To interpret the neural activity corresponding to any moment, Rose elaborates, scientists would need ”access to my entire neural and hormonal life history” as well as to all his corresponding experiences. Scientists would also need detailed knowledge of the changing social context within which Rose has lived; his attitude toward buses would be different if terrorists recently had attacked one. The implication of his thought experiment is that our psyches will never be totally reducible, computable, predictable, and explainable. Or, disappointingly enough, downloadable into everlasting new containers.
Perhaps the old joke is right after all: If the brain were simple enough for us to understand, we wouldn't be smart enough to understand it.

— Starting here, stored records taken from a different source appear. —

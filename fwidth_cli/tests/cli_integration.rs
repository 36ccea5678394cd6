use assert_cmd::prelude::*;
use predicates::prelude::*;
use rstest::rstest;
use std::fs;
use std::path::PathBuf;
use std::process::Command;
use tempfile::tempdir;

// Fast simulated line: 500 mm/s feed, 10 mm sensor-to-nozzle, 1.5 mm strand.
fn write_sim_config(dir: &tempfile::TempDir, extra: &str) -> PathBuf {
    let toml = format!(
        r#"
[sensor]
hall_sensor_1 = "sim:a"

[filament]
nominal_filament_diameter = 1.75
min_filament_diameter = 1.0
max_filament_diameter = 3.0
measurement_delay = 10.0
measurement_interval_mm = 1.0

[sampling]
report_interval_ms = 5
sample_time_ms = 0
read_timeout_ms = 50

[control]
interval_ms = 20

[simulation]
feed_rate_mm_s = 500.0
base_diameter_mm = 1.5
{extra}
"#
    );
    let path = dir.path().join("fwidth.toml");
    fs::write(&path, toml).unwrap();
    path
}

fn fwidth() -> Command {
    Command::cargo_bin("fwidth").unwrap()
}

#[rstest]
#[case(&["--help"], 0, "Usage:", "stdout")]
#[case(&["command", "QUERY_FILAMENT_WIDTH"], 0, "Filament NOT present", "stdout")]
#[case(&["command", "query_filament_width", "--reading", "1.72"], 0, "Filament dia (measured mm): 1.720", "stdout")]
#[case(&["command", "RESET_FILAMENT_WIDTH_SENSOR"], 0, "Filament width measurements cleared!", "stdout")]
#[case(&["command", "DISABLE_FILAMENT_WIDTH_SENSOR"], 0, "Turned Off", "stdout")]
#[case(&["command", "ENABLE_FILAMENT_WIDTH_SENSOR"], 0, "already On", "stdout")]
#[case(&["command", "SET_FILAMENT_WIDTH"], 3, "Unknown command 'SET_FILAMENT_WIDTH'", "stderr")]
#[case(&["run", "--bogus"], 2, "unexpected argument", "stderr")]
fn cli_table_cases(
    #[case] args: &[&str],
    #[case] exit_code: i32,
    #[case] needle: &str,
    #[case] stream: &str,
) {
    let dir = tempdir().unwrap();
    let cfg = write_sim_config(&dir, "");

    let mut cmd = fwidth();
    cmd.arg("--config").arg(&cfg).args(args);

    let assert = cmd.assert().code(exit_code);
    match stream {
        "stdout" => {
            assert.stdout(predicate::str::contains(needle));
        }
        _ => {
            assert.stderr(predicate::str::contains(needle));
        }
    }
}

#[test]
fn run_json_reports_corrective_multiplier() {
    let dir = tempdir().unwrap();
    let cfg = write_sim_config(&dir, "");

    let out = fwidth()
        .args(["--json", "--log-level", "warn", "--config"])
        .arg(&cfg)
        .args(["run", "--duration-ms", "600"])
        .output()
        .unwrap();
    assert!(out.status.success(), "stderr: {}", String::from_utf8_lossy(&out.stderr));

    let v: serde_json::Value = serde_json::from_slice(&out.stdout).unwrap();
    assert_eq!(v["last_percent"], 136);
    assert!(v["applied"].as_u64().unwrap() >= 1);
    assert_eq!(v["host_faults"], 0);
    assert!(v["scaler_writes"].as_u64().unwrap() >= 1);
}

#[test]
fn run_answers_sent_commands() {
    let dir = tempdir().unwrap();
    let cfg = write_sim_config(&dir, "");

    let out = fwidth()
        .args(["--json", "--log-level", "warn", "--config"])
        .arg(&cfg)
        .args([
            "run",
            "--duration-ms",
            "200",
            "--send",
            "DISABLE_FILAMENT_WIDTH_SENSOR",
        ])
        .output()
        .unwrap();
    assert!(out.status.success(), "stderr: {}", String::from_utf8_lossy(&out.stderr));

    let v: serde_json::Value = serde_json::from_slice(&out.stdout).unwrap();
    assert_eq!(v["commands"], 1);
    assert_eq!(v["responses"][0]["command"], "DISABLE_FILAMENT_WIDTH_SENSOR");
    assert_eq!(v["responses"][0]["response"], "Filament width sensor Turned Off");
    // disabled before the first wake
    assert_eq!(v["ticks"], 0);
}

#[test]
fn run_rejects_unknown_sent_command_before_starting() {
    let dir = tempdir().unwrap();
    let cfg = write_sim_config(&dir, "");

    fwidth()
        .arg("--config")
        .arg(&cfg)
        .args(["run", "--duration-ms", "50", "--send", "NOPE"])
        .assert()
        .code(3)
        .stderr(predicate::str::contains("Unknown command 'NOPE'"));
}

#[test]
fn run_writes_queue_snapshot() {
    let dir = tempdir().unwrap();
    let dump = dir.path().join("queue.json");
    let extra = format!("\n[persistence]\ndump_file = {:?}\n", dump.display().to_string());
    let cfg = write_sim_config(&dir, &extra);

    fwidth()
        .args(["--log-level", "warn", "--config"])
        .arg(&cfg)
        .args(["run", "--duration-ms", "200"])
        .assert()
        .success()
        .stdout(predicate::str::contains("ticks="));

    let v: serde_json::Value =
        serde_json::from_str(&fs::read_to_string(&dump).unwrap()).unwrap();
    assert_eq!(v["measurement_delay_mm"], 10.0);
    assert!(v["entries"].is_array());
}

#[test]
fn same_pin_for_both_sensors_is_rejected() {
    let dir = tempdir().unwrap();
    let toml = r#"
[sensor]
hall_sensor_1 = "sim:a"
hall_sensor_2 = "sim:a"

[filament]
measurement_delay = 50.0
"#;
    let cfg = dir.path().join("dup.toml");
    fs::write(&cfg, toml).unwrap();

    fwidth()
        .arg("--config")
        .arg(&cfg)
        .arg("health")
        .assert()
        .code(4)
        .stderr(predicate::str::contains("same pin"));
}

#[rstest]
#[case("ads1115:0", "ads1115@0x48:0")]
#[case("ads1115@0x49:2", "ads1115@0X49:2")]
#[case(" sim:a", "sim:a ")]
fn aliased_pins_are_the_same_pin(#[case] pin1: &str, #[case] pin2: &str) {
    let dir = tempdir().unwrap();
    let toml = format!(
        r#"
[sensor]
hall_sensor_1 = "{pin1}"
hall_sensor_2 = "{pin2}"

[filament]
measurement_delay = 50.0
"#
    );
    let cfg = dir.path().join("alias.toml");
    fs::write(&cfg, toml).unwrap();

    fwidth()
        .arg("--config")
        .arg(&cfg)
        .arg("health")
        .assert()
        .code(4)
        .stderr(predicate::str::contains("same pin"));
}

#[test]
fn invalid_pin_is_reported() {
    let dir = tempdir().unwrap();
    let toml = r#"
[sensor]
hall_sensor_1 = "gpio17"

[filament]
measurement_delay = 50.0
"#;
    let cfg = dir.path().join("pin.toml");
    fs::write(&cfg, toml).unwrap();

    fwidth()
        .arg("--config")
        .arg(&cfg)
        .arg("self-check")
        .assert()
        .failure()
        .stderr(predicate::str::contains("gpio17"));
}

#[test]
fn missing_config_file_fails() {
    fwidth()
        .args(["--config", "/definitely/not/here.toml", "health"])
        .assert()
        .failure()
        .stderr(predicate::str::contains("not/here.toml"));
}

#[test]
fn self_check_reads_every_channel() {
    let dir = tempdir().unwrap();
    let cfg = write_sim_config(&dir, "");

    fwidth()
        .args(["--log-level", "warn", "--config"])
        .arg(&cfg)
        .arg("self-check")
        .assert()
        .success()
        .stdout(predicate::str::contains("First sensor: 1.500 mm"))
        .stdout(predicate::str::contains("OK"));
}

#[test]
fn health_json_describes_layout() {
    let dir = tempdir().unwrap();
    let cfg = write_sim_config(&dir, "");

    let out = fwidth()
        .args(["--json", "--config"])
        .arg(&cfg)
        .arg("health")
        .output()
        .unwrap();
    assert!(out.status.success());
    let v: serde_json::Value = serde_json::from_slice(&out.stdout).unwrap();
    assert_eq!(v["status"], "ok");
    assert_eq!(v["layout"], "single");
    assert_eq!(v["measurement_delay_mm"], 10.0);
}

#[test]
fn calibrate_prints_toml_block() {
    let dir = tempdir().unwrap();
    let csv = dir.path().join("cal.csv");
    fs::write(&csv, "reading,diameter\n1.0,1.5\n2.0,2.0\n3.0,2.5\n").unwrap();

    let out = fwidth().args(["calibrate", "--csv"]).arg(&csv).output().unwrap();
    assert!(out.status.success(), "stderr: {}", String::from_utf8_lossy(&out.stderr));

    let text = String::from_utf8(out.stdout).unwrap();
    assert!(text.contains("[calibration]"), "{text}");
    let parsed: toml::Table = text.parse().unwrap();
    let gain = parsed["calibration"]["gain_mm_per_unit"].as_float().unwrap();
    let offset = parsed["calibration"]["offset_mm"].as_float().unwrap();
    assert!((gain - 0.5).abs() < 1e-9);
    assert!((offset - 1.0).abs() < 1e-9);
}

#[test]
fn bad_calibration_header_is_explained() {
    let dir = tempdir().unwrap();
    let cfg = write_sim_config(&dir, "");
    let csv = dir.path().join("bad.csv");
    fs::write(&csv, "raw,mm\n1.0,1.5\n2.0,2.0\n").unwrap();

    fwidth()
        .arg("--config")
        .arg(&cfg)
        .arg("--calibration")
        .arg(&csv)
        .arg("health")
        .assert()
        .failure()
        .stderr(predicate::str::contains(
            "Invalid headers in calibration CSV. Expected 'reading,diameter'.",
        ));
}

#[test]
fn csv_calibration_applies_to_readings() {
    let dir = tempdir().unwrap();
    let cfg = write_sim_config(&dir, "");
    let csv = dir.path().join("cal.csv");
    fs::write(&csv, "reading,diameter\n1.0,1.5\n2.0,2.0\n3.0,2.5\n").unwrap();

    // 0.5 * 1.5 + 1.0
    fwidth()
        .arg("--config")
        .arg(&cfg)
        .arg("--calibration")
        .arg(&csv)
        .args(["command", "QUERY_FILAMENT_WIDTH", "--reading", "1.5"])
        .assert()
        .success()
        .stdout(predicate::str::contains("1.750"));
}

Let's face it . The singularity is a religious rather than a scientific vision. The science-fiction writer Ken MacLeod has dubbed it ”the rapture for nerds,” an allusion to the end-time, when Jesus whisks the faithful to heaven and leaves us sinners behind.
Such yearning for transcendence, whether spiritual or technological, is all too understandable. Both as individuals and as a species, we face deadly serious problems, including terrorism, nuclear proliferation, overpopulation, poverty, famine, environmental degradation, climate change, resource depletion, and AIDS. Engineers and scientists should be helping us face the world's problems and find solutions to them, rather than indulging in escapist, pseudoscientific fantasies like the singularity.